▶ TASK DESCRIPTION
Collect every line below that contains the word "Uuid".

[RECORDS FOR PROCESSING — start]

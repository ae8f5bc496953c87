//! `tactician run`: plan an intent and execute it.

use anyhow::Result;
use comfy_table::Cell;
use serde::Serialize;
use std::sync::Arc;
use tokio::sync::mpsc;
use tracing::warn;

use crate::adapters::memory::InMemoryPlanRepository;
use crate::adapters::strategies::StrategyRegistry;
use crate::application::{ExecutionEngine, ExecutionEvent, ExecutionReport, ExecutionStatus};
use crate::cli::output::{output, short_id, status_cell, table_with_header, truncate, CommandOutput};
use crate::cli::IntentArgs;
use crate::domain::models::Config;
use crate::services::TaskPlanner;

#[derive(Debug, Serialize)]
pub struct RunOutput {
    pub plan_title: String,
    pub status: ExecutionStatus,
    pub success_rate: f64,
    pub report: ExecutionReport,
}

impl CommandOutput for RunOutput {
    fn to_human(&self) -> String {
        let mut table = table_with_header(&["ID", "Task", "Status", "Attempts", "Strategy", "Error"]);
        for outcome in &self.report.outcomes {
            table.add_row(vec![
                Cell::new(short_id(&outcome.task_id)),
                Cell::new(truncate(&outcome.title, 40)),
                status_cell(outcome.status),
                Cell::new(outcome.attempts),
                Cell::new(outcome.strategy.as_deref().unwrap_or("-")),
                Cell::new(truncate(outcome.error.as_deref().unwrap_or(""), 60)),
            ]);
        }

        let mut lines = vec![
            format!("Plan: {}", self.plan_title),
            table.to_string(),
            format!(
                "Status: {} ({:.0}% of tasks completed in {} ms)",
                self.status,
                self.success_rate * 100.0,
                self.report.duration_ms
            ),
        ];
        if self.report.cancelled {
            lines.push("Execution was cancelled.".to_string());
        }
        lines.join("\n")
    }
}

/// One progress line per event, or `None` for events not worth showing.
pub fn describe(event: &ExecutionEvent) -> Option<String> {
    match event {
        ExecutionEvent::PhaseStarted { phase, name, task_count } => {
            Some(format!("==> {name} ({phase}): {task_count} task(s)"))
        }
        ExecutionEvent::TaskStarted { title, strategy, attempt, .. } => {
            Some(format!("  -> {title} [{strategy}, attempt {}]", attempt + 1))
        }
        ExecutionEvent::TaskRetrying { task_id, retry, max_retries, error } => Some(format!(
            "  !! {} retry {retry}/{max_retries}: {error}",
            short_id(task_id)
        )),
        ExecutionEvent::TaskFailed { task_id, error, .. } => {
            Some(format!("  xx {} failed: {error}", short_id(task_id)))
        }
        ExecutionEvent::PhaseSkipped { phase, reason } => {
            Some(format!("==> phase {phase} skipped: {reason}"))
        }
        _ => None,
    }
}

pub async fn execute(args: IntentArgs, config: &Config, json_mode: bool) -> Result<()> {
    let intent = super::load_intent(&args)?;
    let repo = Arc::new(InMemoryPlanRepository::new());
    let planner = TaskPlanner::new(Arc::clone(&repo), &config.planner);
    let plan = planner.create_execution_plan(&intent).await?;

    let selector = StrategyRegistry::new().selector(config.engine.viability_threshold);
    let engine = ExecutionEngine::new(Arc::clone(&repo), selector, config.engine.clone());

    let (tx, mut rx) = mpsc::channel(64);
    let progress = tokio::spawn(async move {
        while let Some(event) = rx.recv().await {
            if json_mode {
                continue;
            }
            if let Some(line) = describe(&event) {
                eprintln!("{line}");
            }
        }
    });

    let run = engine.execute_plan_with_events(plan.id, tx);
    tokio::pin!(run);
    let report = tokio::select! {
        report = &mut run => report?,
        _ = tokio::signal::ctrl_c() => {
            warn!("interrupted, cancelling plan");
            engine.cancel();
            run.await?
        }
    };
    let _ = progress.await;

    output(
        &RunOutput {
            plan_title: plan.title,
            status: report.status(),
            success_rate: report.success_rate(),
            report,
        },
        json_mode,
    );
    Ok(())
}

#[cfg(test)]
mod tests {
    use super::*;
    use uuid::Uuid;

    #[test]
    fn test_describe_selected_events() {
        let started = ExecutionEvent::TaskStarted {
            task_id: Uuid::new_v4(),
            title: "Analyze".into(),
            strategy: "direct",
            attempt: 0,
        };
        assert_eq!(describe(&started).unwrap(), "  -> Analyze [direct, attempt 1]");

        let deferred = ExecutionEvent::TaskDeferred {
            task_id: Uuid::new_v4(),
            reason: "cpu".into(),
        };
        assert!(describe(&deferred).is_none());
    }
}
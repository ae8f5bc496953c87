//! Strategy registry.

use std::sync::Arc;

use crate::domain::ports::ExecutionStrategy;
use crate::services::StrategySelector;

use super::builtin::{CautiousStrategy, DirectStrategy, IncrementalStrategy};

/// Names of the built-in strategies, in registration order.
const BUILTIN: [&str; 3] = ["direct", "incremental", "cautious"];

/// Creates strategies by name and assembles selectors.
#[derive(Debug, Default, Clone, Copy)]
pub struct StrategyRegistry;

impl StrategyRegistry {
    pub fn new() -> Self {
        Self
    }

    pub fn create(&self, name: &str) -> Option<Arc<dyn ExecutionStrategy>> {
        match name {
            "direct" => Some(Arc::new(DirectStrategy::new())),
            "incremental" => Some(Arc::new(IncrementalStrategy::new())),
            "cautious" => Some(Arc::new(CautiousStrategy::new())),
            _ => None,
        }
    }

    pub fn available(&self) -> Vec<&'static str> {
        BUILTIN.to_vec()
    }

    /// All built-in strategies.
    pub fn builtin(&self) -> Vec<Arc<dyn ExecutionStrategy>> {
        BUILTIN.iter().filter_map(|name| self.create(name)).collect()
    }

    /// A selector over the built-in strategies.
    pub fn selector(&self, viability_threshold: f64) -> StrategySelector {
        self.builtin()
            .into_iter()
            .fold(StrategySelector::new(viability_threshold), StrategySelector::with_strategy)
    }
}
//! Turns a classified intent into a validated, phased and annotated plan.

use chrono::Utc;
use std::collections::{HashMap, HashSet};
use std::sync::Arc;
use tracing::{info, instrument};
use uuid::Uuid;

use crate::domain::errors::{DomainResult, PlanningError};
use crate::domain::models::{
    ExecutionPlan, Impact, Intent, IntentKind, PlannerConfig, RiskLevel, Scope, Task, TaskContext,
    TaskType,
};
use crate::domain::ports::PlanRepository;
use crate::services::{
    DependencyAnalyzer, PhaseGrouper, ResourceEstimator, RiskAssessor, TaskDraft, TaskFactory,
    TimelineEstimator,
};

/// Priority of the context-initialization task that opens every plan.
pub const SETUP_PRIORITY: u32 = 0;
/// Priority of the completion-validation task that closes every plan.
pub const VALIDATION_PRIORITY: u32 = 100;
/// Gap between consecutive decomposed tasks. Keeps chained steps out of
/// each other's grouping window.
const PRIORITY_STEP: u32 = 10;

/// More referenced files than this widens scope to the module.
const MODULE_SCOPE_FILE_COUNT: usize = 3;

/// Orchestrates decomposition, dependency analysis, phase grouping and
/// plan annotation, and stores the result in the repository.
pub struct TaskPlanner<R>
where
    R: PlanRepository + ?Sized,
{
    repo: Arc<R>,
    factory: TaskFactory,
    analyzer: DependencyAnalyzer,
    grouper: PhaseGrouper,
    timeline: TimelineEstimator,
    risk: RiskAssessor,
    resources: ResourceEstimator,
}

impl<R> TaskPlanner<R>
where
    R: PlanRepository + ?Sized,
{
    pub fn new(repo: Arc<R>, config: &PlannerConfig) -> Self {
        Self {
            repo,
            factory: TaskFactory::new(config.default_max_retries),
            analyzer: DependencyAnalyzer::new(),
            grouper: PhaseGrouper::new(),
            timeline: TimelineEstimator::new(),
            risk: RiskAssessor::new(),
            resources: ResourceEstimator::new(),
        }
    }

    /// Plan an intent and store the plan with its tasks.
    #[instrument(skip(self, intent), fields(kind = ?intent.kind))]
    pub async fn create_execution_plan(&self, intent: &Intent) -> DomainResult<ExecutionPlan> {
        let (plan, tasks) = self.build_plan(intent)?;
        self.repo.insert_plan(&plan, &tasks).await?;
        Ok(plan)
    }

    /// Plan an explicit task set and store the result.
    pub async fn create_plan_from_tasks(
        &self,
        title: &str,
        description: &str,
        tasks: Vec<Task>,
    ) -> DomainResult<ExecutionPlan> {
        let (plan, tasks) = self.assemble(title, description, tasks)?;
        self.repo.insert_plan(&plan, &tasks).await?;
        Ok(plan)
    }

    pub async fn get_execution_plan(&self, id: Uuid) -> DomainResult<ExecutionPlan> {
        Ok(self.repo.get_execution_plan(id).await?)
    }

    pub async fn get_task(&self, id: Uuid) -> DomainResult<Task> {
        Ok(self.repo.get_task(id).await?)
    }

    /// Build a plan without storing it.
    pub fn build_plan(&self, intent: &Intent) -> Result<(ExecutionPlan, Vec<Task>), PlanningError> {
        if intent.action.trim().is_empty() {
            return Err(PlanningError::InvalidIntent("action is empty".to_string()));
        }

        let domain_tasks = self.decompose(intent);
        if domain_tasks.is_empty() {
            return Err(PlanningError::NoTasks);
        }

        let tasks = self.bracket(intent, domain_tasks);
        let description = format!(
            "{} plan for '{}' ({:?} complexity{})",
            kind_label(intent.kind),
            intent.action,
            intent.complexity,
            if intent.multi_step { ", multi-step" } else { "" }
        );
        self.assemble(&intent.action, &description, tasks)
    }

    /// Split an intent into its domain tasks, each depending on its
    /// predecessor.
    pub fn decompose(&self, intent: &Intent) -> Vec<Task> {
        let context = context_for(intent);
        let action = intent.action.trim();
        let mut chain = Chain::new(&self.factory, context, constraints_for(intent));

        match intent.kind {
            IntentKind::TaskRequest => {
                chain.push(
                    format!("Analyze requirements: {action}"),
                    "Review the request, the affected code and its constraints",
                    TaskType::Analysis,
                );
                if intent.implies_construction() {
                    chain.push(
                        "Design solution",
                        "Decide structure, interfaces and data flow",
                        TaskType::Analysis,
                    );
                    chain.push(
                        format!("Implement: {action}"),
                        "Write the code for the designed solution",
                        TaskType::Implementation,
                    );
                    chain.push(
                        "Add error handling",
                        "Handle failure paths and edge cases",
                        TaskType::Implementation,
                    );
                }
                chain.push(
                    "Write and run tests",
                    "Cover the change with tests and run them",
                    TaskType::Testing,
                );
                if intent.complexity.is_demanding() || intent.multi_step {
                    chain.push(
                        "Update documentation",
                        "Document the change for users and maintainers",
                        TaskType::Documentation,
                    );
                }
            }
            IntentKind::Question => {
                chain.push(
                    format!("Research: {action}"),
                    "Gather the relevant code, docs and context",
                    TaskType::Analysis,
                );
                chain.push(
                    "Analyze findings",
                    "Synthesize the research into an answer",
                    TaskType::Analysis,
                );
            }
            IntentKind::Command => {
                chain.push(
                    format!("Validate command: {action}"),
                    "Check preconditions and arguments before running",
                    TaskType::Analysis,
                );
                chain.push(
                    format!("Execute command: {action}"),
                    "Run the command and capture its result",
                    TaskType::Implementation,
                );
            }
            IntentKind::Other => {
                chain.push(
                    format!("Handle request: {action}"),
                    "Respond to the request",
                    TaskType::Analysis,
                );
            }
        }

        chain.tasks
    }

    /// Open the plan with a context-initialization task and close it with
    /// a completion-validation task.
    fn bracket(&self, intent: &Intent, mut domain: Vec<Task>) -> Vec<Task> {
        let context = context_for(intent);

        let setup = self.factory.create(
            TaskDraft::new("Initialize context", TaskType::Analysis)
                .with_description("Load project context and working state")
                .with_priority(SETUP_PRIORITY)
                .with_context(context.clone()),
        );

        for task in domain.iter_mut().filter(|t| t.dependencies.is_empty()) {
            task.dependencies.insert(setup.id);
        }

        let depended_on: HashSet<Uuid> = domain
            .iter()
            .flat_map(|t| t.dependencies.iter().copied())
            .collect();
        let sinks: Vec<Uuid> = domain
            .iter()
            .filter(|t| !depended_on.contains(&t.id))
            .map(|t| t.id)
            .collect();

        let validate = self.factory.create(
            TaskDraft::new("Validate completion", TaskType::Testing)
                .with_description("Confirm the request has been fully satisfied")
                .with_priority(VALIDATION_PRIORITY)
                .with_dependencies(sinks)
                .with_context(context),
        );

        let mut tasks = Vec::with_capacity(domain.len() + 2);
        tasks.push(setup);
        tasks.extend(domain);
        tasks.push(validate);
        tasks
    }

    /// Analyze, validate, group and annotate a task set.
    pub fn assemble(
        &self,
        title: &str,
        description: &str,
        mut tasks: Vec<Task>,
    ) -> Result<(ExecutionPlan, Vec<Task>), PlanningError> {
        if tasks.is_empty() {
            return Err(PlanningError::NoTasks);
        }

        self.analyzer.add_implicit_dependencies(&mut tasks);
        self.analyzer.validate(&tasks)?;

        let order = self.analyzer.topological_sort(&tasks)?;
        let position: HashMap<Uuid, usize> =
            order.iter().enumerate().map(|(i, id)| (*id, i)).collect();
        tasks.sort_by_key(|t| position.get(&t.id).copied().unwrap_or(usize::MAX));

        let phases = self.grouper.group(&tasks);
        let created_at = Utc::now();
        let timeline = self.timeline.estimate(created_at, &tasks, &phases);
        let risk_assessment = self.risk.assess(&tasks);
        let resources = self.resources.estimate(&tasks);

        let plan = ExecutionPlan {
            id: Uuid::new_v4(),
            title: title.to_string(),
            description: description.to_string(),
            task_ids: order,
            phases,
            timeline,
            resources,
            risk_assessment,
            created_at,
        };

        info!(
            plan_id = %plan.id,
            tasks = plan.task_ids.len(),
            phases = plan.phases.len(),
            overall_risk = %plan.risk_assessment.overall_risk,
            "execution plan created"
        );

        Ok((plan, tasks))
    }
}

/// Builds a linear chain of tasks with increasing priority.
struct Chain<'a> {
    factory: &'a TaskFactory,
    context: TaskContext,
    constraints: Vec<String>,
    tasks: Vec<Task>,
}

impl<'a> Chain<'a> {
    fn new(factory: &'a TaskFactory, context: TaskContext, constraints: Vec<String>) -> Self {
        Self {
            factory,
            context,
            constraints,
            tasks: Vec::new(),
        }
    }

    fn push(&mut self, title: impl Into<String>, description: &str, task_type: TaskType) {
        let priority = PRIORITY_STEP * (self.tasks.len() as u32 + 1);
        let draft = TaskDraft::new(title, task_type)
            .with_description(description)
            .with_priority(priority)
            .with_context(self.context.clone())
            .with_dependencies(self.tasks.last().map(|t| t.id));
        let draft = self
            .constraints
            .iter()
            .fold(draft, |draft, c| draft.with_constraint(c.clone()));
        self.tasks.push(self.factory.create(draft));
    }
}

/// Limits every domain task of the intent has to respect.
fn constraints_for(intent: &Intent) -> Vec<String> {
    let mut constraints = Vec::new();
    if intent.kind == IntentKind::Question {
        constraints.push("read-only: leave files unchanged".to_string());
    } else if !intent.entities.files.is_empty() {
        constraints.push(format!(
            "limit changes to: {}",
            intent.entities.files.join(", ")
        ));
    }
    if intent.kind != IntentKind::Question && intent.risk_level == RiskLevel::High {
        constraints.push("review changes before applying them".to_string());
    }
    constraints
}

fn context_for(intent: &Intent) -> TaskContext {
    let risk_level = match intent.kind {
        IntentKind::Question => RiskLevel::Low,
        _ => intent.risk_level,
    };
    let broad = intent.multi_step || intent.complexity.is_demanding();

    let scope = if broad {
        Scope::Global
    } else if intent.entities.files.len() > MODULE_SCOPE_FILE_COUNT {
        Scope::Module
    } else {
        Scope::Local
    };

    let impact = if risk_level == RiskLevel::High {
        Impact::Significant
    } else if broad {
        Impact::Moderate
    } else {
        Impact::Minimal
    };

    TaskContext {
        areas: intent
            .entities
            .technologies
            .iter()
            .chain(&intent.entities.concepts)
            .cloned()
            .collect(),
        files: intent.entities.files.clone(),
        risk_level,
        scope,
        impact,
    }
}

fn kind_label(kind: IntentKind) -> &'static str {
    match kind {
        IntentKind::TaskRequest => "Task",
        IntentKind::Question => "Research",
        IntentKind::Command => "Command",
        IntentKind::Other => "General",
    }
}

[RECORDS FOR PROCESSING — finish]

▶ RESPONSE TO THE EXERCISE
    use uuid::Uuid;
            task_id: Uuid::new_v4(),
            task_id: Uuid::new_v4(),
use uuid::Uuid;
    pub async fn get_execution_plan(&self, id: Uuid) -> DomainResult<ExecutionPlan> {
    pub async fn get_task(&self, id: Uuid) -> DomainResult<Task> {
        let depended_on: HashSet<Uuid> = domain
        let sinks: Vec<Uuid> = domain
        let position: HashMap<Uuid, usize> =
            id: Uuid::new_v4(),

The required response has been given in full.